Il semblait tellement réel ce rêve, qu'il en avait l'amertume d'un véritable souvenir. Il s'était vu vieillir. Seul. Amer. Désespéré. Universellement détesté, mais acceptant son sort avec le sentiment qu'il était encore bien trop bon pour lui. Il ne croyait pas à la divination, ni aux rêves prémonitoires, mais ça… ça ! C'était au-delà de toute expérience, et tout au fond de lui-même, tout en repoussant cette idée de toute la force de son esprit, il savait sans aucun doute possible que…

Quelqu'un tambourinait contre la porte de la salle de bains. Depuis combien de temps était-il là ?
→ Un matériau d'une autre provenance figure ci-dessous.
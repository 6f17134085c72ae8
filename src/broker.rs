//! Privilege broker: the only path to administrative filesystem actions
//!
//! The allow-list below is the trust boundary. Extending it is a code change
//! and bumps `ALLOW_LIST_VERSION`; nothing here is driven by configuration
//! and nothing is executed through a shell.

use std::path::{Component, Path, PathBuf};

use crate::error::{ArkError, ArkResult};
use crate::protocol_core::is_strict_descendant;

pub const ALLOW_LIST_VERSION: u32 = 1;

#[derive(Debug, Clone, Copy, PartialEq, Eq)]
pub enum ActionKind {
    /// `create_dir_all` of a directory strictly inside the archive root.
    CreateDirectory,
    /// Recursive `lchown` to the configured backup owner.
    NormalizeOwnership,
}

impl ActionKind {
    pub fn verb(self) -> &'static str {
        match self {
            ActionKind::CreateDirectory => "create-directory",
            ActionKind::NormalizeOwnership => "normalize-ownership",
        }
    }
}

#[derive(Debug, Clone, Copy, PartialEq, Eq)]
enum Scope {
    /// Strictly below the archive root.
    ArchiveTree,
}

struct Permit {
    kind: ActionKind,
    scope: Scope,
}

const ALLOW_LIST: &[Permit] = &[
    Permit {
        kind: ActionKind::CreateDirectory,
        scope: Scope::ArchiveTree,
    },
    Permit {
        kind: ActionKind::NormalizeOwnership,
        scope: Scope::ArchiveTree,
    },
];

/// An action the broker agreed to describe. Construct through
/// [`PrivilegeBroker::action`] or [`PrivilegeBroker::parse`].
#[derive(Debug, Clone, PartialEq, Eq)]
pub struct EscalatedAction {
    kind: ActionKind,
    target: PathBuf,
}

impl EscalatedAction {
    pub fn kind(&self) -> ActionKind {
        self.kind
    }

    pub fn target(&self) -> &Path {
        &self.target
    }
}

#[derive(Debug, Clone, Copy, PartialEq, Eq)]
pub struct Owner {
    pub uid: u32,
    pub gid: u32,
}

pub struct PrivilegeBroker {
    archive_root: PathBuf,
    owner: Option<Owner>,
}

impl PrivilegeBroker {
    /// `archive_root` must be canonical.
    pub fn new(archive_root: PathBuf, owner: Option<Owner>) -> Self {
        Self { archive_root, owner }
    }

    pub fn action(&self, kind: ActionKind, target: &Path) -> EscalatedAction {
        EscalatedAction {
            kind,
            target: target.to_path_buf(),
        }
    }

    /// Build an action from a textual request (`<verb> <absolute path>`).
    /// Unknown verbs never produce an action.
    pub fn parse(&self, request: &str) -> ArkResult<EscalatedAction> {
        let mut parts = request.split_whitespace();
        let verb = parts.next().unwrap_or("");
        let target = parts.next();
        if parts.next().is_some() {
            return Err(ArkError::ForbiddenAction(format!("unexpected arguments in {:?}", request)));
        }
        let kind = ALLOW_LIST
            .iter()
            .map(|p| p.kind)
            .find(|k| k.verb() == verb)
            .ok_or_else(|| ArkError::ForbiddenAction(format!("verb {:?} is not allow-listed", verb)))?;
        let target = target
            .ok_or_else(|| ArkError::ForbiddenAction(format!("{} requires a target", verb)))?;
        Ok(self.action(kind, Path::new(target)))
    }

    /// Check an action against the allow-list and perform it.
    pub fn escalate(&self, action: &EscalatedAction) -> ArkResult<()> {
        let permit = ALLOW_LIST
            .iter()
            .find(|p| p.kind == action.kind)
            .ok_or_else(|| ArkError::ForbiddenAction(format!("{} is not allow-listed", action.kind.verb())))?;
        self.check_scope(permit.scope, &action.target)
            .map_err(|reason| {
                tracing::warn!(
                    action = action.kind.verb(),
                    path = %action.target.display(),
                    %reason,
                    "escalation denied"
                );
                ArkError::ForbiddenAction(format!("{} {}: {}", action.kind.verb(), action.target.display(), reason))
            })?;

        tracing::debug!(
            action = action.kind.verb(),
            path = %action.target.display(),
            allow_list = ALLOW_LIST_VERSION,
            "escalation granted"
        );
        match action.kind {
            ActionKind::CreateDirectory => self.create_directory(&action.target),
            ActionKind::NormalizeOwnership => self.normalize_ownership(&action.target),
        }
    }

    fn check_scope(&self, scope: Scope, target: &Path) -> Result<(), String> {
        match scope {
            Scope::ArchiveTree => {
                if !target.is_absolute() {
                    return Err("target must be absolute".into());
                }
                if target
                    .components()
                    .any(|c| matches!(c, Component::ParentDir | Component::CurDir))
                {
                    return Err("target must be normalized".into());
                }
                if !is_strict_descendant(&self.archive_root, target) {
                    return Err("target is outside the archive tree".into());
                }
                // Resolve whatever already exists to catch symlinked escapes
                let mut probe = target;
                while !probe.exists() {
                    match probe.parent() {
                        Some(p) => probe = p,
                        None => return Err("no existing ancestor".into()),
                    }
                }
                let resolved = probe.canonicalize().map_err(|e| e.to_string())?;
                if resolved != self.archive_root && !resolved.starts_with(&self.archive_root) {
                    return Err("target resolves outside the archive tree".into());
                }
                Ok(())
            }
        }
    }

    fn create_directory(&self, target: &Path) -> ArkResult<()> {
        // Remember the first ancestor that must be created so only new
        // directories get their ownership fixed
        let mut first_new = None;
        let mut probe = target;
        while !probe.exists() {
            first_new = Some(probe.to_path_buf());
            match probe.parent() {
                Some(p) => probe = p,
                None => break,
            }
        }
        std::fs::create_dir_all(target)
            .map_err(|e| ArkError::StorageFailure(format!("create {}: {}", target.display(), e)))?;
        if let Some(top) = first_new {
            if self.owner.is_some() {
                self.normalize_ownership(&top)?;
            }
        }
        Ok(())
    }

    #[cfg(unix)]
    fn normalize_ownership(&self, target: &Path) -> ArkResult<()> {
        use walkdir::WalkDir;

        let Some(owner) = self.owner else {
            return Ok(());
        };
        for entry in WalkDir::new(target).follow_links(false) {
            let entry = entry.map_err(|e| ArkError::StorageFailure(format!("walk {}: {}", target.display(), e)))?;
            std::os::unix::fs::lchown(entry.path(), Some(owner.uid), Some(owner.gid)).map_err(|e| {
                ArkError::StorageFailure(format!("chown {}: {}", entry.path().display(), e))
            })?;
        }
        Ok(())
    }

    #[cfg(not(unix))]
    fn normalize_ownership(&self, target: &Path) -> ArkResult<()> {
        if self.owner.is_some() {
            tracing::warn!(path = %target.display(), "ownership normalization unsupported on this platform");
        }
        Ok(())
    }
}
—Snape ! Grouille, Tu vas être en retard ! Je t'ai laissé un toast sur ton chevet.

Il devait vraiment avoir eu l'air mal en point pour que Lestrange se soucie de repasser voir comment il allait, et aille même jusqu'à lui rapporter de quoi manger… presque une souillure de son précieux Sang Pur ! Il se sécha d'un sort, lança quelques Episkey sur ses doigts, grimaçant alors que les articulations se remettaient en place, et s'habilla tout en mâchonnant le bout de pain grillé. Il n'avait pas faim, mais il reconnaissait le bien-fondé des arguments de son camarade. Il arriva bon dernier devant la classe de Potions dans laquelle il se faufila juste à temps pour que son retard ne soit pas remarqué par Slughorn et gagna sa place habituelle le plus discrètement possible.